Earlier last month we had the opportunity to see several presentations about the Leukodystrophy Center of Excellence (CoE) at Children’s Hospital of Philadelphia (CHOP), which opened today, May 1st.
The mission of the [CHOP Leukodystrophy CoE] center is “to deliver cutting-edge, integrated, multidisciplinary clinical care, diagnostic evaluation, and therapeutics to infants, children and youth with inherited white matter disease.”
We are excited about the multi-disciplinary approach of collaborative and comprehensive care this center is now providing for leukodystrophy patients and families. Under the directorship of Dr. Amy Waldman, care plans are being developed by teams of specialists, with a designated CHOP care coordinator and extensive family/caregiver involvement.
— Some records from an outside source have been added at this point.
//! Ticket display formatting helpers.

use owo_colors::{AnsiColors, OwoColorize};

use crate::ids::format_ticket_id;
use crate::models::{CoreDeskConfiguration, CriticalAlert, Ticket};
use crate::ticket_line::{paint, paint_alert, priority_color, sector_color, status_color};

fn dim(text: &str, use_color: bool) -> String {
    if use_color {
        text.color(AnsiColors::BrightBlack).to_string()
    } else {
        text.to_string()
    }
}

fn describe_alert(alert: &CriticalAlert) -> String {
    if alert.is_critical {
        format!("{} ({}h overdue)", alert.alert_level, alert.hours_overdue)
    } else {
        "within SLA".to_string()
    }
}

/// Format a ticket for human-readable display.
pub fn format_ticket_for_display(
    ticket: &Ticket,
    alert: &CriticalAlert,
    configuration: Option<&CoreDeskConfiguration>,
    use_color: bool,
) -> String {
    let assignee = if ticket.is_unassigned() {
        "-".to_string()
    } else {
        ticket.assignee.clone()
    };
    let sector = configuration
        .and_then(|config| config.sector(&ticket.sector_id))
        .map(|sector| sector.name.clone())
        .unwrap_or_else(|| ticket.sector_id.clone());
    let category = if ticket.category.is_empty() {
        "-".to_string()
    } else {
        ticket.category.clone()
    };

    let rows = vec![
        ("ID:", format_ticket_id(&ticket.id), None, false),
        ("Title:", ticket.title.clone(), None, false),
        (
            "Status:",
            ticket.status.label().to_string(),
            status_color(ticket.status),
            false,
        ),
        (
            "Priority:",
            ticket.priority.to_string(),
            priority_color(ticket.priority),
            false,
        ),
        (
            "Sector:",
            sector,
            sector_color(&ticket.sector_id, configuration),
            false,
        ),
        ("Category:", category, None, ticket.category.is_empty()),
        ("Assignee:", assignee, None, ticket.is_unassigned()),
        ("Requester:", ticket.requester.clone(), None, false),
        ("Created:", ticket.created_at.clone(), None, false),
        ("Updated:", ticket.updated_at.clone(), None, false),
        (
            "Activity:",
            format!(
                "{} responses, {} attachments",
                ticket.responses, ticket.attachments
            ),
            None,
            false,
        ),
    ];

    let mut lines = Vec::new();
    for (label, value, color, muted) in rows {
        let final_color = if muted {
            Some(AnsiColors::BrightBlack)
        } else {
            color
        };
        lines.push(format!(
            "{} {}",
            dim(label, use_color),
            paint(&value, final_color, use_color)
        ));
    }
    lines.push(format!(
        "{} {}",
        dim("SLA:", use_color),
        paint_alert(&describe_alert(alert), alert.visible_level(), use_color)
    ));
    if ticket.has_customer_reply {
        lines.push(format!(
            "{} {}",
            dim("Reply:", use_color),
            paint("customer replied", Some(AnsiColors::Yellow), use_color)
        ));
    }
    if !ticket.description.is_empty() {
        lines.push(dim("Description:", use_color));
        lines.push(ticket.description.clone());
    }
    lines.join("\n")
}
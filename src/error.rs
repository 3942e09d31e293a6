//! Error types for CoreDesk.

use std::fmt::{self, Display, Formatter};

/// Errors returned by CoreDesk operations.
#[derive(Debug, Clone, PartialEq, Eq)]
pub enum CoreDeskError {
    /// An unexpected IO or serialization error occurred.
    Io(String),
    /// Configuration loading or validation failed.
    Configuration(String),
    /// A bulk action or update was requested with an unusable argument.
    InvalidAction(String),
    /// No ticket matches the requested identifier.
    TicketNotFound(String),
    /// Session state in local storage could not be resolved.
    Session(String),
    /// Ticket operation failed.
    TicketOperation(String),
}

impl Display for CoreDeskError {
    fn fmt(&self, formatter: &mut Formatter<'_>) -> fmt::Result {
        match self {
            CoreDeskError::Io(message) => write!(formatter, "{message}"),
            CoreDeskError::Configuration(message) => write!(formatter, "{message}"),
            CoreDeskError::InvalidAction(message) => write!(formatter, "{message}"),
            CoreDeskError::TicketNotFound(identifier) => {
                write!(formatter, "ticket not found: {identifier}")
            }
            CoreDeskError::Session(message) => write!(formatter, "{message}"),
            CoreDeskError::TicketOperation(message) => write!(formatter, "{message}"),
        }
    }
}

impl std::error::Error for CoreDeskError {}
//! Ticket identifier normalization and display.

use serde::{Deserialize, Deserializer};

/// Marker prepended to identifiers when they are shown to users.
pub const DISPLAY_MARKER: char = '#';

/// Strip surrounding whitespace and any leading display markers.
///
/// # Arguments
/// * `identifier` - Identifier in either representation (`#2024-001` or `2024-001`).
///
/// # Returns
/// Canonical identifier without the display marker.
pub fn normalize_ticket_id(identifier: &str) -> String {
    identifier
        .trim()
        .trim_start_matches(DISPLAY_MARKER)
        .trim()
        .to_string()
}

/// Produce the display form of a ticket identifier.
///
/// Accepts either representation and always yields exactly one marker.
pub fn format_ticket_id(identifier: &str) -> String {
    format!("{DISPLAY_MARKER}{}", normalize_ticket_id(identifier))
}

/// Serde adapter normalizing identifiers at the data-model boundary.
pub fn deserialize_ticket_id<'de, D>(deserializer: D) -> Result<String, D::Error>
where
    D: Deserializer<'de>,
{
    let raw = String::deserialize(deserializer)?;
    Ok(normalize_ticket_id(&raw))
}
The CHOP team will include a standard suite of specialists and will include additional experts from other CHOP specialties who will come and go as situations arise. Appointments and treatments will be consolidated into one day’s visit, where possible, so families don’t have to make multiple trips to the CoE thereby improving the scope of care and reducing the burden on families and patients. We are planning to have representatives from CHOP come and present at our MLD Family Conference™ in Delaware this July.  We also hope to hear 1st hand reports from Philly area families about the CHOP CoE.
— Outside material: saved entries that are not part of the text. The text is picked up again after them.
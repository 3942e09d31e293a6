//! Bulk actions over a selection of tickets.

use std::collections::BTreeSet;
use std::fmt::{self, Display, Formatter};
use std::str::FromStr;

use chrono::NaiveDateTime;
use tracing::{info, warn};

use crate::error::CoreDeskError;
use crate::ids::normalize_ticket_id;
use crate::models::{Ticket, TicketStatus};
use crate::timestamps::{current_timestamp, format_timestamp};

/// Destination of a bulk move.
#[derive(Debug, Clone, PartialEq, Eq)]
pub enum MoveTarget {
    SupportLevel1,
    SupportLevel2,
    SupportLevel3,
    Development,
    Waiting,
    Done,
    /// Unrecognized destination code, moved to in-progress.
    Other(String),
}

impl MoveTarget {
    /// Destination codes offered to operators.
    pub const KNOWN_CODES: [&'static str; 6] = [
        "suporte-n1",
        "suporte-n2",
        "suporte-n3",
        "desenvolvimento",
        "aguardando",
        "concluido",
    ];

    pub fn code(&self) -> &str {
        match self {
            MoveTarget::SupportLevel1 => "suporte-n1",
            MoveTarget::SupportLevel2 => "suporte-n2",
            MoveTarget::SupportLevel3 => "suporte-n3",
            MoveTarget::Development => "desenvolvimento",
            MoveTarget::Waiting => "aguardando",
            MoveTarget::Done => "concluido",
            MoveTarget::Other(code) => code,
        }
    }

    /// Status a ticket takes when moved here.
    pub fn status(&self) -> TicketStatus {
        match self {
            MoveTarget::Waiting => TicketStatus::Waiting,
            MoveTarget::Done => TicketStatus::Resolved,
            MoveTarget::SupportLevel1
            | MoveTarget::SupportLevel2
            | MoveTarget::SupportLevel3
            | MoveTarget::Development
            | MoveTarget::Other(_) => TicketStatus::InProgress,
        }
    }
}

impl Display for MoveTarget {
    fn fmt(&self, formatter: &mut Formatter<'_>) -> fmt::Result {
        formatter.write_str(self.code())
    }
}

impl FromStr for MoveTarget {
    type Err = CoreDeskError;

    fn from_str(value: &str) -> Result<Self, Self::Err> {
        let code = value.trim();
        match code {
            "" => Err(CoreDeskError::InvalidAction(
                "move target is required".to_string(),
            )),
            "suporte-n1" => Ok(MoveTarget::SupportLevel1),
            "suporte-n2" => Ok(MoveTarget::SupportLevel2),
            "suporte-n3" => Ok(MoveTarget::SupportLevel3),
            "desenvolvimento" => Ok(MoveTarget::Development),
            "aguardando" => Ok(MoveTarget::Waiting),
            "concluido" => Ok(MoveTarget::Done),
            other => {
                warn!(
                    code = other,
                    known = ?MoveTarget::KNOWN_CODES,
                    "unknown move target, tickets will be set in progress"
                );
                Ok(MoveTarget::Other(other.to_string()))
            }
        }
    }
}

/// Action applied uniformly to every selected ticket.
#[derive(Debug, Clone, PartialEq, Eq)]
pub enum BulkAction {
    Close,
    Reassign(String),
    Move(MoveTarget),
}

impl BulkAction {
    /// Build a reassignment, rejecting a blank assignee.
    ///
    /// # Errors
    /// Returns `CoreDeskError::InvalidAction` if `assignee` is blank.
    pub fn reassign(assignee: &str) -> Result<Self, CoreDeskError> {
        let trimmed = assignee.trim();
        if trimmed.is_empty() {
            return Err(CoreDeskError::InvalidAction(
                "assignee is required".to_string(),
            ));
        }
        Ok(BulkAction::Reassign(trimmed.to_string()))
    }

    /// Build a move from a destination code.
    ///
    /// # Errors
    /// Returns `CoreDeskError::InvalidAction` if `code` is blank.
    pub fn move_to(code: &str) -> Result<Self, CoreDeskError> {
        Ok(BulkAction::Move(code.parse()?))
    }

    fn apply(&self, ticket: &mut Ticket, timestamp: &str) {
        match self {
            BulkAction::Close => ticket.status = TicketStatus::Resolved,
            BulkAction::Reassign(assignee) => ticket.assignee = assignee.clone(),
            BulkAction::Move(target) => ticket.status = target.status(),
        }
        ticket.updated_at = timestamp.to_string();
    }
}

impl Display for BulkAction {
    fn fmt(&self, formatter: &mut Formatter<'_>) -> fmt::Result {
        match self {
            BulkAction::Close => write!(formatter, "close"),
            BulkAction::Reassign(assignee) => write!(formatter, "reassign to {assignee}"),
            BulkAction::Move(target) => write!(formatter, "move to {target}"),
        }
    }
}

/// Set of selected ticket identifiers, stored in canonical form.
#[derive(Debug, Clone, Default, PartialEq, Eq)]
pub struct TicketSelection {
    identifiers: BTreeSet<String>,
}

impl TicketSelection {
    pub fn new() -> Self {
        TicketSelection::default()
    }

    /// Build a selection from identifiers in either representation.
    pub fn from_ids<I, S>(identifiers: I) -> Self
    where
        I: IntoIterator<Item = S>,
        S: AsRef<str>,
    {
        let mut selection = TicketSelection::new();
        for identifier in identifiers {
            selection.select(identifier.as_ref());
        }
        selection
    }

    pub fn select(&mut self, identifier: &str) {
        let normalized = normalize_ticket_id(identifier);
        if !normalized.is_empty() {
            self.identifiers.insert(normalized);
        }
    }

    pub fn deselect(&mut self, identifier: &str) {
        self.identifiers.remove(&normalize_ticket_id(identifier));
    }

    /// Flip the selection state of one ticket.
    pub fn toggle(&mut self, identifier: &str) {
        let normalized = normalize_ticket_id(identifier);
        if !self.identifiers.remove(&normalized) {
            self.select(&normalized);
        }
    }

    /// Select every visible ticket, or clear when all are already selected.
    pub fn toggle_all<'a, I>(&mut self, visible: I)
    where
        I: IntoIterator<Item = &'a Ticket>,
    {
        let visible_ids: Vec<&str> = visible.into_iter().map(|ticket| ticket.id.as_str()).collect();
        let all_selected = !visible_ids.is_empty()
            && visible_ids
                .iter()
                .all(|identifier| self.identifiers.contains(*identifier));
        if all_selected {
            self.clear();
        } else {
            for identifier in visible_ids {
                self.select(identifier);
            }
        }
    }

    pub fn contains(&self, identifier: &str) -> bool {
        self.identifiers.contains(&normalize_ticket_id(identifier))
    }

    pub fn len(&self) -> usize {
        self.identifiers.len()
    }

    pub fn is_empty(&self) -> bool {
        self.identifiers.is_empty()
    }

    pub fn clear(&mut self) {
        self.identifiers.clear();
    }

    pub fn iter(&self) -> impl Iterator<Item = &str> {
        self.identifiers.iter().map(String::as_str)
    }
}

/// Apply a bulk action using the current wall clock.
pub fn apply_bulk(
    tickets: &mut [Ticket],
    selection: &TicketSelection,
    action: &BulkAction,
) -> Vec<String> {
    apply_bulk_at(tickets, selection, action, current_timestamp())
}

/// Apply a bulk action to the selected tickets in place.
///
/// # Arguments
/// * `tickets` - Ticket collection.
/// * `selection` - Selected identifiers.
/// * `action` - Action to apply.
/// * `now` - Timestamp written to `updated_at`.
///
/// # Returns
/// Identifiers of the updated tickets, in collection order. Tickets outside
/// the selection are left untouched.
pub fn apply_bulk_at(
    tickets: &mut [Ticket],
    selection: &TicketSelection,
    action: &BulkAction,
    now: NaiveDateTime,
) -> Vec<String> {
    let timestamp = format_timestamp(now);
    let mut updated = Vec::new();
    for ticket in tickets.iter_mut() {
        if selection.contains(&ticket.id) {
            action.apply(ticket, &timestamp);
            updated.push(ticket.id.clone());
        }
    }
    info!(action = %action, selected = selection.len(), updated = updated.len(), "applied bulk action");
    updated
}

/// Apply a bulk action and clear the selection.
pub fn commit_bulk(
    tickets: &mut [Ticket],
    selection: &mut TicketSelection,
    action: &BulkAction,
) -> Vec<String> {
    commit_bulk_at(tickets, selection, action, current_timestamp())
}

/// Apply a bulk action at a given instant and clear the selection.
pub fn commit_bulk_at(
    tickets: &mut [Ticket],
    selection: &mut TicketSelection,
    action: &BulkAction,
    now: NaiveDateTime,
) -> Vec<String> {
    let updated = apply_bulk_at(tickets, selection, action, now);
    selection.clear();
    updated
}

#[cfg(test)]
mod tests {
    use super::*;

    #[test]
    fn move_codes_map_to_statuses() {
        for code in ["suporte-n1", "suporte-n2", "suporte-n3", "desenvolvimento"] {
            assert_eq!(code.parse::<MoveTarget>().unwrap().status(), TicketStatus::InProgress);
        }
        assert_eq!("aguardando".parse::<MoveTarget>().unwrap().status(), TicketStatus::Waiting);
        assert_eq!("concluido".parse::<MoveTarget>().unwrap().status(), TicketStatus::Resolved);
        assert_eq!("triagem".parse::<MoveTarget>().unwrap().status(), TicketStatus::InProgress);
    }

    #[test]
    fn blank_arguments_are_rejected() {
        assert!(BulkAction::reassign("   ").is_err());
        assert!(BulkAction::move_to("").is_err());
    }

    #[test]
    fn selection_normalizes_identifiers() {
        let mut selection = TicketSelection::from_ids(["#2024-001", "2024-002"]);
        assert!(selection.contains("2024-001"));
        assert!(selection.contains("#2024-002"));
        selection.toggle("#2024-001");
        assert_eq!(selection.len(), 1);
    }
}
Dr. Escolar’s Program for the Study of Neurodevelopment in Rare Disorders (NDRD) at Children’s Hospital of Pittsburgh, the White Matter Disease Program under Dr. Vanderver at Children’s National in DC, Dr. Eichler’s ALD Connect program at Boston Children’s, and the Kennedy Krieger Institute Moser Center for Leukodystrophies each offer similar but independent programs, each with their own focus and roots.
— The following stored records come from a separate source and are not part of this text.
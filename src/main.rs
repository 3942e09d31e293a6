use coredesk::cli::run_from_env;
use tracing_subscriber::EnvFilter;

fn main() {
    tracing_subscriber::fmt()
        .with_env_filter(
            EnvFilter::try_from_env("COREDESK_LOG").unwrap_or_else(|_| EnvFilter::new("warn")),
        )
        .with_writer(std::io::stderr)
        .init();

    if let Err(error) = run_from_env() {
        eprintln!("{error}");
        std::process::exit(1);
    }
}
MLD Foundation is an avid supporter of helping these existing centers work more closely together to improve patient care for all the leukodystrophies and to improve how network and clinical data is gathered, shared, and studied to improve care, advance understanding, and expedite therapies. This will require helping the centers to work more closely, establishing common methodologies, expanding their capabilities to serve all leukodystrophies, and putting more uniformity and structure into the clinical care and research strategies.  As resources become available the program can be expanded to include CoE’s in other parts of the country so every leukodystrophy family has a CoE close to them.
We are actively working with GLIA (Global Leukodystrophy Initiative – a two-year old international collaboration of leukodystrophy clinical and research experts), industry pharma partners, advocacy groups, and other MLD experts to develop standards of care, registries for common data collection, resource directories, access to experts, training and awareness, and maybe even provide some seed funding to help new centers to launch.  Imagine if these experts were able to implement CoE’s for leukodystrophies at all of their home medical centers – what a powerful and accessible clinical care and research force that network would be.
MLD Foundation’s OpenNHS Manifesto offers a peek into how we think pre-clinical Natural History Study collaborations should operate.  We’re thinking the CoE picture should have similar overriding and undergirding principles. Maybe an OpenCoE Manifesto is in order?

Congratulations to CHOP!

Read CHOP’s press release here

2 thoughts on “Centers of Excellence for Leukodystrophies and Lysosomal Disease”

  1. Hello,
    My name is Denise Rose, I have a 3yr old grandson name Jorian Scott, that has recently been diagnosed metachromatic Leukodystrophy. He used to walk, now he can take steps with help, and he struggles to sit up, so his back hurts and spasms often. He is very vocal, eats & drinks well, but he has declined physically so much.
    Although we totally respect his current neurologist, we expressed to her that we want to get a 2nd opinion, from a doctor that is strongly familiar with this disease. We are not looking for a miracle, we are basically grasping at straws to help him, somehow.